Ghazal 123, Verse 4


jaan kar kiije ta;Gaaful kih kuchh ummiid bhii ho
yih nigaah-e ;Gala:t-andaaz to sam hai ham ko

1) knowingly/'having known' let negligence be practiced, so that there would be even/also some hope
2) this gaze of wrong measurement/estimation is poison to us


kiije is an archaic form of the passive, kiyaa jaa))e (GRAMMAR)


ta;Gaaful : 'Unmindfulness, heedlessness, forgetfulness, neglect, negligence, inattention, inadvertence, indifference, listlessness'. (Platts p.328)


andaaz : 'Measure, measurement; quality... valuing, valuation, value; rough estimate; conjecture... elegance, grace; mode, manner, style, fashion, pattern'. (Platts p.90)


samm (of which sam is a variant): 'Poison, venom'. (Platts p.671)


That is, if having known me as your lover you practice negligence then there would also/even be some hope of mercy coming. But such a glance of non-acquaintance is poison for me. (132)

== Nazm page 132


In 'knowingly practice negligence' too a kind of pleasure is hidden. (103)

Bekhud Dihlavi:

'Having known'-- that is, having understood-- if you avert your eyes from me intentionally, then hope for mercy can be maintained. But to look with such a glance of unfamiliarity is, for me, not less than poison. (185)

Bekhud Mohani:

You neglect me; I don't forbid this. But do it after having considered me as your lover, so that I can hope that if not today, then sometime mercy might come.

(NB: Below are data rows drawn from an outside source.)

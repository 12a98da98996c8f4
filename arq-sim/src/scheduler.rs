//! Discrete-event queue and timer registry
//!
//! Events are dispatched in timestamp order; events scheduled for the same
//! instant are dispatched in the order they were scheduled. Timer liveness is
//! tracked separately from the queue so that a cancelled timer stays in the
//! heap but is discarded when it surfaces.

use crate::time::Timestamp;
use arq_protocol::endpoint::TimerHandle;
use arq_protocol::sequence::SeqNumber;
use bytes::Bytes;
use std::collections::{BinaryHeap, HashSet};
use std::fmt;

/// One of the two endpoints of a simulated transfer
#[derive(Debug, Clone, Copy, PartialEq, Eq, Hash)]
pub enum Side {
    Sender,
    Receiver,
}

impl Side {
    /// The endpoint at the other end of the link
    pub fn peer(self) -> Side {
        match self {
            Side::Sender => Side::Receiver,
            Side::Receiver => Side::Sender,
        }
    }
}

impl fmt::Display for Side {
    fn fmt(&self, f: &mut fmt::Formatter<'_>) -> fmt::Result {
        match self {
            Side::Sender => write!(f, "sender"),
            Side::Receiver => write!(f, "receiver"),
        }
    }
}

/// Something that happens to an endpoint at a point in virtual time
#[derive(Debug, Clone, PartialEq)]
pub enum Event {
    /// Start the endpoint
    Start(Side),
    /// Stop the endpoint
    Stop(Side),
    /// Encoded packet reaching `to`
    Arrival { to: Side, bytes: Bytes },
    /// Retransmission timer armed by `side` for `seq`
    Timer {
        side: Side,
        handle: TimerHandle,
        seq: SeqNumber,
    },
}

struct PendingEvent {
    at: Timestamp,
    order: u64,
    event: Event,
}

// Ord and Eq implementations provided for use with BinaryHeap, which is a
// max-heap: the earliest (time, order) pair compares greatest.
impl Eq for PendingEvent {}
impl PartialEq for PendingEvent {
    fn eq(&self, other: &Self) -> bool {
        self.at == other.at && self.order == other.order
    }
}

impl PartialOrd for PendingEvent {
    fn partial_cmp(&self, other: &Self) -> Option<std::cmp::Ordering> {
        Some(self.cmp(other))
    }
}

impl Ord for PendingEvent {
    fn cmp(&self, other: &Self) -> std::cmp::Ordering {
        (other.at, other.order).cmp(&(self.at, self.order))
    }
}

/// Min-heap of events ordered by (time, insertion order)
#[derive(Default)]
pub struct EventQueue {
    pending: BinaryHeap<PendingEvent>,
    next_order: u64,
}

impl EventQueue {
    pub fn new() -> Self {
        Self::default()
    }

    /// Schedule `event` at `at`
    pub fn push(&mut self, at: Timestamp, event: Event) {
        let order = self.next_order;
        self.next_order += 1;
        self.pending.push(PendingEvent { at, order, event });
    }

    /// Remove the earliest event
    pub fn pop(&mut self) -> Option<(Timestamp, Event)> {
        self.pending.pop().map(|p| (p.at, p.event))
    }

    /// Time of the earliest event
    pub fn peek_time(&self) -> Option<Timestamp> {
        self.pending.peek().map(|p| p.at)
    }

    pub fn len(&self) -> usize {
        self.pending.len()
    }

    pub fn is_empty(&self) -> bool {
        self.pending.is_empty()
    }
}

impl fmt::Debug for EventQueue {
    fn fmt(&self, f: &mut fmt::Formatter<'_>) -> fmt::Result {
        f.debug_struct("EventQueue")
            .field("pending", &self.pending.len())
            .field("next_at", &self.peek_time())
            .finish()
    }
}

/// Issues timer handles and tracks which of them may still fire
#[derive(Debug, Default)]
pub struct TimerRegistry {
    live: HashSet<TimerHandle>,
    next_id: u64,
}

impl TimerRegistry {
    pub fn new() -> Self {
        Self::default()
    }

    /// Issue a fresh live handle; ids are never reused
    pub fn issue(&mut self) -> TimerHandle {
        let handle = TimerHandle::new(self.next_id);
        self.next_id += 1;
        self.live.insert(handle);
        handle
    }

    /// Cancel `handle`
    ///
    /// Returns false if the handle had already fired or been cancelled.
    pub fn cancel(&mut self, handle: TimerHandle) -> bool {
        self.live.remove(&handle)
    }

    /// Consume `handle` as it surfaces from the queue
    ///
    /// Returns true if the timer is still live and must be dispatched.
    pub fn fire(&mut self, handle: TimerHandle) -> bool {
        self.live.remove(&handle)
    }

    pub fn is_live(&self, handle: TimerHandle) -> bool {
        self.live.contains(&handle)
    }

    /// Number of timers that may still fire
    pub fn live_count(&self) -> usize {
        self.live.len()
    }
}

But a glance like that of strangers is, toward me, poison. (248)


GAZE: {10,12}

There's a three-way wordplay and meaning-play in this one: between knowing [jaan'naa]; neglecting or ignoring [ta;Gaaful karnaa]; and [making] erroneous judgments [;Gala:t-andaaz]. And as Hasrat points out, the juxtaposition of 'knowingly to practice negligence' [jaan kar ta;Gaaful karnaa] makes an enjoyably paradoxical effect.

In particular, ;Gala;t-andaaz has an elegant range of meanings. Perhaps the beloved doesn't recognize the lover at all; her eye passes over him as if he were a stranger. Or perhaps she sees him as vaguely familiar, but thinks he is somebody else. Or perhaps she recognizes him, but has a mistakenly low opinion about him, and thus ignores him.

What the lover begs for is the reassurance of knowing that she's ignoring or neglecting him knowingly, deliberately, with malice aforethought, because if she's taken that much trouble, she's at least not indifferent. She's at least aware of his identity and value, even if she refuses to acknowledge it. Another verse along the same general lines: {148,2}.

This verse is really pretty much one-dimensional and prose-paraphraseable. The sam doesn't have any affinity with the rest of the verse. That's the real deficiency. It feels as though the rhyming elements am hai ham ko , and above all the need to find suitable words ending in the rhyme-syllable am , may have proved to be a bit of a constraint in this case.